Task: Everything from the line containing "pub fn new(chunk_name: impl" through the last line of the material below is to be copied exactly, ends included.
- - - - - - -
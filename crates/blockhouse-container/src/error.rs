//! Container Engine Error Types
//!
//! All container operations return `Result<T>` aliased to
//! `Result<T, ContainerError>`, so `?` propagation works across the engine.
//! The variants mirror the failure classes a caller can act on: state
//! preconditions (`NotOpen`, `InvalidState`, `UnsupportedRequest`),
//! placement (`DiskOutOfSpace`, `AlreadyExists`), descriptor persistence
//! (`FileWrite`), and embedded-store operations (`DbCompact`, `DbSync`,
//! `StoreBusy`).

use thiserror::Error;

use crate::descriptor::ContainerState;

pub type Result<T> = std::result::Result<T, ContainerError>;

#[derive(Debug, Error)]
pub enum ContainerError {
    #[error("container {0} already exists")]
    AlreadyExists(u64),

    #[error("container {id} is not open: state is {state}")]
    NotOpen { id: u64, state: ContainerState },

    #[error("operation not allowed for container {id} in state {state}")]
    InvalidState { id: u64, state: ContainerState },

    #[error("unsupported request: {0}")]
    UnsupportedRequest(String),

    #[error("no volume with {requested} bytes free")]
    DiskOutOfSpace { requested: u64 },

    #[error("failed to write descriptor for container {id}: {source}")]
    FileWrite {
        id: u64,
        #[source]
        source: std::io::Error,
    },

    #[error("store compaction failed for container {id}: {message}")]
    DbCompact { id: u64, message: String },

    #[error("store sync failed for container {id}: {message}")]
    DbSync { id: u64, message: String },

    #[error("store for container {0} has outstanding handles")]
    StoreBusy(u64),

    #[error("descriptor missing from container archive for container {0}")]
    MissingDescriptor(u64),

    #[error("malformed descriptor: {0}")]
    MalformedDescriptor(String),

    #[error("store error: {0}")]
    Store(String),

    #[error("IO error: {0}")]
    Io(#[from] std::io::Error),

    #[error("internal error: {0}")]
    Internal(String),
}

impl From<rocksdb::Error> for ContainerError {
    fn from(e: rocksdb::Error) -> Self {
        ContainerError::Store(e.to_string())
    }
}
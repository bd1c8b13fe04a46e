//! Replica Pipelines
//!
//! A *pipeline* is the ordered set of datanodes replicating a container,
//! identified by an opaque pipeline id and carrying the replication config
//! the container was written with.
//!
//! The read path never needs the full replication strength: reads always go
//! over a standalone (single-replica) variant synthesized from the original
//! config, which avoids consensus coordination for data that is immutable
//! once committed. [`Pipeline::for_read`] produces that variant.

use std::collections::HashSet;
use std::fmt;

use uuid::Uuid;

/// Opaque pipeline identifier.
#[derive(Debug, Clone, Copy, PartialEq, Eq, Hash)]
pub struct PipelineId(Uuid);

impl PipelineId {
    pub fn random() -> Self {
        Self(Uuid::new_v4())
    }

    pub fn from_uuid(uuid: Uuid) -> Self {
        Self(uuid)
    }

    pub fn uuid(&self) -> Uuid {
        self.0
    }
}

impl fmt::Display for PipelineId {
    fn fmt(&self, f: &mut fmt::Formatter<'_>) -> fmt::Result {
        write!(f, "{}", self.0)
    }
}

/// How many replicas a config asks for.
#[derive(Debug, Clone, Copy, PartialEq, Eq)]
pub enum ReplicationFactor {
    One,
    Three,
}

impl ReplicationFactor {
    pub fn count(&self) -> usize {
        match self {
            ReplicationFactor::One => 1,
            ReplicationFactor::Three => 3,
        }
    }
}

/// Replication type plus factor.
#[derive(Debug, Clone, Copy, PartialEq, Eq)]
pub enum ReplicationConfig {
    /// No consensus; a fixed replica set written directly.
    Standalone(ReplicationFactor),
    /// Consensus-replicated writes.
    Replicated(ReplicationFactor),
}

impl ReplicationConfig {
    pub fn factor(&self) -> ReplicationFactor {
        match self {
            ReplicationConfig::Standalone(f) | ReplicationConfig::Replicated(f) => *f,
        }
    }

    pub fn is_standalone(&self) -> bool {
        matches!(self, ReplicationConfig::Standalone(_))
    }
}

/// One datanode endpoint in a pipeline.
#[derive(Debug, Clone, PartialEq, Eq)]
pub struct DatanodeDetails {
    pub uuid: Uuid,
    /// Host:port the replica client dials.
    pub address: String,
}

impl DatanodeDetails {
    pub fn new(uuid: Uuid, address: impl Into<String>) -> Self {
        Self {
            uuid,
            address: address.into(),
        }
    }
}

/// Ordered set of datanodes replicating a container.
#[derive(Debug, Clone, PartialEq, Eq)]
pub struct Pipeline {
    pub id: PipelineId,
    pub replication: ReplicationConfig,
    pub nodes: Vec<DatanodeDetails>,
}

impl Pipeline {
    pub fn new(id: PipelineId, replication: ReplicationConfig, nodes: Vec<DatanodeDetails>) -> Self {
        Self {
            id,
            replication,
            nodes,
        }
    }

    /// The standalone variant of this pipeline used for reads, preserving
    /// the replication factor and the node set.
    pub fn for_read(&self) -> Pipeline {
        Pipeline {
            id: self.id,
            replication: ReplicationConfig::Standalone(self.replication.factor()),
            nodes: self.nodes.clone(),
        }
    }

    /// True when both pipelines address the same set of datanodes. Used by
    /// the read path to decide whether a refreshed pipeline is worth
    /// adopting.
    pub fn same_datanodes(&self, other: &Pipeline) -> bool {
        let ours: HashSet<Uuid> = self.nodes.iter().map(|n| n.uuid).collect();
        let theirs: HashSet<Uuid> = other.nodes.iter().map(|n| n.uuid).collect();
        ours == theirs
    }

    pub fn first_node(&self) -> Option<&DatanodeDetails> {
        self.nodes.first()
    }
}

#[cfg(test)]
mod tests {
    use super::*;

    fn node(addr: &str) -> DatanodeDetails {
        DatanodeDetails::new(Uuid::new_v4(), addr)
    }

    fn pipeline(replication: ReplicationConfig, nodes: Vec<DatanodeDetails>) -> Pipeline {
        Pipeline::new(PipelineId::random(), replication, nodes)
    }

    #[test]
    fn test_for_read_synthesizes_standalone() {
        let p = pipeline(
            ReplicationConfig::Replicated(ReplicationFactor::Three),
            vec![node("dn1:9859"), node("dn2:9859"), node("dn3:9859")],
        );
        let read = p.for_read();
        assert!(read.replication.is_standalone());
        assert_eq!(read.replication.factor(), ReplicationFactor::Three);
        assert_eq!(read.nodes, p.nodes);
        assert_eq!(read.id, p.id);
    }

    #[test]
    fn test_for_read_on_standalone_is_identity() {
        let p = pipeline(
            ReplicationConfig::Standalone(ReplicationFactor::One),
            vec![node("dn1:9859")],
        );
        assert_eq!(p.for_read(), p);
    }

    #[test]
    fn test_same_datanodes_ignores_order() {
        let a = node("dn1:9859");
        let b = node("dn2:9859");
        let p1 = pipeline(
            ReplicationConfig::Standalone(ReplicationFactor::Three),
            vec![a.clone(), b.clone()],
        );
        let p2 = pipeline(
            ReplicationConfig::Standalone(ReplicationFactor::Three),
            vec![b, a],
        );
        assert!(p1.same_datanodes(&p2));
    }

    #[test]
    fn test_same_datanodes_disjoint() {
        let p1 = pipeline(
            ReplicationConfig::Standalone(ReplicationFactor::One),
            vec![node("dn1:9859")],
        );
        let p2 = pipeline(
            ReplicationConfig::Standalone(ReplicationFactor::One),
            vec![node("dn9:9859")],
        );
        assert!(!p1.same_datanodes(&p2));
    }
}
//! Block and Chunk Model
//!
//! A *block* is a contiguous logical byte range addressed by a 64-bit id
//! inside one container. It is materialized on disk as an ordered list of
//! immutable *chunks*, each carrying its own checksum record so a reader can
//! verify data without trusting the datanode it came from.

use std::fmt;

use bytes::Bytes;
use serde::{Deserialize, Serialize};

use crate::checksum::{crc32c_of, ChecksumByteBuffer, Crc32cChecksum};

/// Identifies a block: the container it lives in plus the container-scoped
/// local id.
#[derive(Debug, Clone, Copy, PartialEq, Eq, Hash, Serialize, Deserialize)]
pub struct BlockId {
    pub container_id: u64,
    pub local_id: u64,
}

impl BlockId {
    pub fn new(container_id: u64, local_id: u64) -> Self {
        Self {
            container_id,
            local_id,
        }
    }
}

impl fmt::Display for BlockId {
    fn fmt(&self, f: &mut fmt::Formatter<'_>) -> fmt::Result {
        write!(f, "{}/{}", self.container_id, self.local_id)
    }
}

/// Checksum algorithm recorded for a chunk.
#[derive(Debug, Clone, Copy, PartialEq, Eq, Serialize, Deserialize)]
pub enum ChecksumAlgorithm {
    None,
    Crc32c,
}

/// The checksum record of one chunk: the algorithm, the segment width, and
/// one fixed-width checksum per `bytes_per_checksum` segment of the chunk.
#[derive(Debug, Clone, PartialEq, Eq, Default)]
pub struct ChecksumData {
    pub algorithm: ChecksumAlgorithm,
    pub bytes_per_checksum: u32,
    /// One entry per segment; for CRC-32C each entry is the 4-byte
    /// big-endian checksum of that segment.
    pub checksums: Vec<Bytes>,
}

impl Default for ChecksumAlgorithm {
    fn default() -> Self {
        ChecksumAlgorithm::None
    }
}

impl ChecksumData {
    pub fn new(algorithm: ChecksumAlgorithm, bytes_per_checksum: u32) -> Self {
        Self {
            algorithm,
            bytes_per_checksum,
            checksums: Vec::new(),
        }
    }

    /// Compute the full checksum record for `data` split into
    /// `bytes_per_checksum` segments. This is what a datanode records at
    /// write time and what the read path verifies against.
    pub fn compute(algorithm: ChecksumAlgorithm, bytes_per_checksum: u32, data: &[u8]) -> Self {
        let mut checksums = Vec::new();
        if algorithm == ChecksumAlgorithm::Crc32c && bytes_per_checksum > 0 {
            for segment in data.chunks(bytes_per_checksum as usize) {
                checksums.push(Bytes::copy_from_slice(
                    &crc32c_of(segment).to_be_bytes()[..],
                ));
            }
        }
        Self {
            algorithm,
            bytes_per_checksum,
            checksums,
        }
    }

    /// Verify one segment against the recorded checksum at `segment_index`.
    /// Returns false on value mismatch or a missing entry.
    pub fn verify_segment(&self, segment_index: usize, data: &[u8]) -> bool {
        match self.algorithm {
            ChecksumAlgorithm::None => true,
            ChecksumAlgorithm::Crc32c => {
                let Some(expected) = self.checksums.get(segment_index) else {
                    return false;
                };
                let mut engine = Crc32cChecksum::new();
                engine.update(data);
                expected.as_ref() == &(engine.value() as u32).to_be_bytes()[..]
            }
        }
    }
}

/// Metadata of one immutable chunk of a block.
#[derive(Debug, Clone, PartialEq, Eq)]
pub struct ChunkInfo {
    /// Chunk file name, `<block-local-id>_chunk_<n>`.
    pub chunk_name: String,
    /// Offset of this chunk's first byte within the block.
    pub offset: u64,
    /// Chunk length in bytes.
    pub len: u64,
    pub checksum_data: ChecksumData,
}

impl ChunkInfo {
    pub fn new(chunk_name: impl Into<String>, offset: u64, len: u64) -> Self {
        Self {
            chunk_name: chunk_name.into(),
            offset,
            len,
            checksum_data: ChecksumData::default(),
        }
    }
}

/// Opaque bearer credential authorizing access to a block. The core never
/// inspects the contents; it is carried on the wire as-is.
#[derive(Debug, Clone, PartialEq, Eq)]
pub struct BlockToken(Bytes);

impl BlockToken {
    pub fn new(raw: impl Into<Bytes>) -> Self {
        Self(raw.into())
    }

    pub fn as_bytes(&self) -> &Bytes {
        &self.0
    }
}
- - - - - - -
Response area:
    pub fn new(chunk_name: impl Into<String>, offset: u64, len: u64) -> Self {
        Self {
            chunk_name: chunk_name.into(),
            offset,
            len,
            checksum_data: ChecksumData::default(),
        }
    }
}

/// Opaque bearer credential authorizing access to a block. The core never
/// inspects the contents; it is carried on the wire as-is.
#[derive(Debug, Clone, PartialEq, Eq)]
pub struct BlockToken(Bytes);

impl BlockToken {
    pub fn new(raw: impl Into<Bytes>) -> Self {
        Self(raw.into())
    }

    pub fn as_bytes(&self) -> &Bytes {
        &self.0
    }
}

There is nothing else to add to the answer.